I have another amazing friend who I’m growing closer to day by day. We met online through My work years ago and had just cursory interaction online. Then we started texting and he asked to meet Me and I obliged. Now we have become the best of friends. He is the only person I talk to every single day. He is the first person I think of in the morning and for a long time was the only person I could talk to open and honestly other than My therapist. But that’s changed. His insecurities that have surfaced since I’ve started dating are
driving me crazy. I swear he told Me he could understand that I always had multiple men in My life.
At a few points in the last few months I’ve had to damn near beg him to come see Me and spend time with Me, to continue to treat Me the same as he always had. I hadn’t changed towards him, though when people fall in love they usually change but he changed on Me, started treating Me like I was different. He even went as far as to tell Me at one point he was treating Me different because he felt like some things were My man job now. That hurt. Then suddenly he was concerned about the fact that Me having a man meant we couldn’t have sex. Ummmm wait now we actually had a conversation about sex. It confused the fuck out of Me. See we never have had sex so why is us not being able to have sex an issue. Since day one he been buying Me stuff, visiting Me, doing for Me while I had sex with other people so why the issue now. In fact, in the 18 months we been hanging out, I think he has only even eaten My pussy once. The sexual issue really confused Me. And lately, the new issue was why don’t I touch him? I hug him often and every time he come to Me and leave I peck him on the lips. I’ve never from day one been touchy feely with him so again the question was like huh. Then the other day I say I’m cute and cuddly and he wants to debate it and say he not sure because he never gets to cuddle with Me, UGH
Sometimes I wonder what’s wrong with the men I allow in My life. My friend I just spoke of was the one I invited for thanksgiving, who turned down the chance to spend time with Me around christmas, who I spent NYE with. He is the person I would share My every thought with if he didn’t switch up on Me so much. I used to have no walls with him. Like My other longtime friend, he is much older than I am, they have been married, raised a family, lived life on their own terms with no limits but there own. So why do I feel like they try to deny Me that opportunity?
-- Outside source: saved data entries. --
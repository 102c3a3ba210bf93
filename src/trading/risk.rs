//! Risk models that take over stake sizing and stoploss selection.

use rust_decimal::Decimal;
use tracing::debug;

use crate::config::EdgeConfig;
use crate::error::Result;

/// Position sizing driven by a per-trade risk budget.
pub trait RiskModel: Send + Sync {
    /// Refresh whatever statistics the model keeps. Returns true when
    /// something changed.
    fn calculate(&self) -> Result<bool> {
        Ok(false)
    }

    /// Filter or reorder the tradable pairs.
    fn adjust(&self, pairs: Vec<String>) -> Vec<String> {
        pairs
    }

    /// Stake for a new trade on `pair`.
    fn stake_amount(&self, pair: &str, free: Decimal, total: Decimal, tied_up: Decimal) -> Decimal;

    /// Stoploss fraction (negative) to use for `pair`.
    fn stoploss(&self, pair: &str) -> Decimal;
}

/// Risks a fixed share of capital per trade, sized by the stoploss distance.
pub struct FixedRiskModel {
    config: EdgeConfig,
}

impl FixedRiskModel {
    pub fn new(config: EdgeConfig) -> Self {
        Self { config }
    }
}

impl RiskModel for FixedRiskModel {
    fn stake_amount(&self, pair: &str, free: Decimal, total: Decimal, tied_up: Decimal) -> Decimal {
        let stoploss = self.stoploss(pair);
        if stoploss.is_zero() {
            return Decimal::ZERO;
        }

        let available_capital = (total + tied_up) * self.config.capital_available_percentage;
        let capital_at_risk = available_capital * self.config.allowed_risk;
        let max_position = (capital_at_risk / stoploss).abs();
        let position = max_position.min(free);

        debug!(
            pair = %pair,
            capital_at_risk = %capital_at_risk,
            position = %position,
            "Risk model stake"
        );

        position
    }

    fn stoploss(&self, _pair: &str) -> Decimal {
        self.config.stoploss
    }
}
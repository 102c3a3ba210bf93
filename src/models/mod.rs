//! Data models for trades, exchange orders, and market data.

mod market;
mod order;
mod trade;

pub use market::{
    split_pair, Balance, BookLevel, Candle, Market, MarketLimits, OrderBook, Ticker, MAX_PRICE_PRECISION,
};
pub use order::{Fill, Order, OrderFee, OrderRequest, OrderSide, OrderStatus, OrderType, TimeInForce};
pub use trade::{SellReason, Trade, TradeState};
//! In-memory trade repository for dry runs and tests.

use std::collections::BTreeMap;
use std::sync::{Mutex, MutexGuard};

use async_trait::async_trait;
use rust_decimal::Decimal;

use super::TradeRepository;
use crate::error::{BotError, Result};
use crate::models::Trade;

#[derive(Default)]
struct Store {
    next_id: i64,
    trades: BTreeMap<i64, Trade>,
    flushes: usize,
}

/// Repository keeping every trade in a map keyed by id.
#[derive(Default)]
pub struct InMemoryTradeRepository {
    store: Mutex<Store>,
}

impl InMemoryTradeRepository {
    pub fn new() -> Self {
        Self::default()
    }

    fn lock(&self) -> Result<MutexGuard<'_, Store>> {
        self.store
            .lock()
            .map_err(|_| BotError::Internal("trade store poisoned".to_string()))
    }

    /// Every trade ever stored, open or closed.
    pub fn all_trades(&self) -> Result<Vec<Trade>> {
        Ok(self.lock()?.trades.values().cloned().collect())
    }

    /// Number of commits seen.
    pub fn flush_count(&self) -> Result<usize> {
        Ok(self.lock()?.flushes)
    }
}

#[async_trait]
impl TradeRepository for InMemoryTradeRepository {
    async fn get_open_trades(&self) -> Result<Vec<Trade>> {
        Ok(self.lock()?.trades.values().filter(|t| t.is_open).cloned().collect())
    }

    async fn get_open_order_trades(&self) -> Result<Vec<Trade>> {
        Ok(self
            .lock()?
            .trades
            .values()
            .filter(|t| t.open_order_id.is_some())
            .cloned()
            .collect())
    }

    async fn get_trade(&self, trade_id: i64) -> Result<Option<Trade>> {
        Ok(self.lock()?.trades.get(&trade_id).cloned())
    }

    async fn total_open_trades_stakes(&self) -> Result<Decimal> {
        Ok(self
            .lock()?
            .trades
            .values()
            .filter(|t| t.is_open)
            .map(|t| t.stake_amount)
            .sum())
    }

    async fn add(&self, mut trade: Trade) -> Result<Trade> {
        let mut store = self.lock()?;
        store.next_id += 1;
        trade.id = store.next_id;
        store.trades.insert(trade.id, trade.clone());
        Ok(trade)
    }

    async fn update(&self, trade: &Trade) -> Result<()> {
        let mut store = self.lock()?;
        match store.trades.get_mut(&trade.id) {
            Some(stored) => {
                *stored = trade.clone();
                Ok(())
            }
            None => Err(BotError::Internal(format!("Trade {} not persisted", trade.id))),
        }
    }

    async fn delete(&self, trade_id: i64) -> Result<()> {
        self.lock()?.trades.remove(&trade_id);
        Ok(())
    }

    async fn flush(&self) -> Result<()> {
        self.lock()?.flushes += 1;
        Ok(())
    }
}

#[cfg(test)]
mod tests {
    use super::*;
    use rust_decimal_macros::dec;

    fn trade(stake: Decimal) -> Trade {
        Trade::new("paper", "ETH/USDT", stake, dec!(1), stake, dec!(0.001), None, "test", "5m")
    }

    #[tokio::test]
    async fn test_add_assigns_ids_and_sums_stakes() {
        let repo = InMemoryTradeRepository::new();
        let a = repo.add(trade(dec!(10))).await.unwrap();
        let b = repo.add(trade(dec!(15))).await.unwrap();
        assert_eq!(a.id, 1);
        assert_eq!(b.id, 2);
        assert_eq!(repo.total_open_trades_stakes().await.unwrap(), dec!(25));

        let mut closed = b.clone();
        closed.close(dec!(16));
        repo.update(&closed).await.unwrap();
        assert_eq!(repo.total_open_trades_stakes().await.unwrap(), dec!(10));
        assert_eq!(repo.get_open_trades().await.unwrap().len(), 1);
    }

    #[tokio::test]
    async fn test_open_order_trades_and_delete() {
        let repo = InMemoryTradeRepository::new();
        let mut pending = trade(dec!(10));
        pending.open_order_id = Some("o1".to_string());
        let pending = repo.add(pending).await.unwrap();
        repo.add(trade(dec!(10))).await.unwrap();

        let with_orders = repo.get_open_order_trades().await.unwrap();
        assert_eq!(with_orders.len(), 1);
        assert_eq!(with_orders[0].id, pending.id);

        repo.delete(pending.id).await.unwrap();
        assert!(repo.get_trade(pending.id).await.unwrap().is_none());
    }

    #[test]
    fn test_update_unknown_trade_fails() {
        let repo = InMemoryTradeRepository::new();
        let err = tokio_test::block_on(repo.update(&trade(dec!(10)))).unwrap_err();
        assert!(matches!(err, BotError::Internal(_)));

        tokio_test::block_on(repo.flush()).unwrap();
        assert_eq!(repo.flush_count().unwrap(), 1);
    }
}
In dating this new guy I had to break a few of My rules. I learned that loving someone truly means loving them for who they are. In spite of how you feel about how they live their lives or even some things in their lives. Love overcomes all that. I’d like to think the people who love Me love Me that way too and want My happiness as much as they want their own. I swear I feel I go out of My way to show My close friends I have the truest and realest love for them, even if it’s purer than they would like. I’m here for whatever, to go through whatever, to offer advice, solace, spiritual guidance, a party buddy or even someone to just kick it with with no conditions on My love.
Why is is so wrong to expect that from others? I don’t know how long My relationship will last but I do know I hate the fact that I feel like I’m supposed to choose or hide My happiness from those I should be able to share it with. I know I’m choosing happiness over anything these days and I wish I could enjoy it without feeling punished by the ones I love and hold closest to My heart.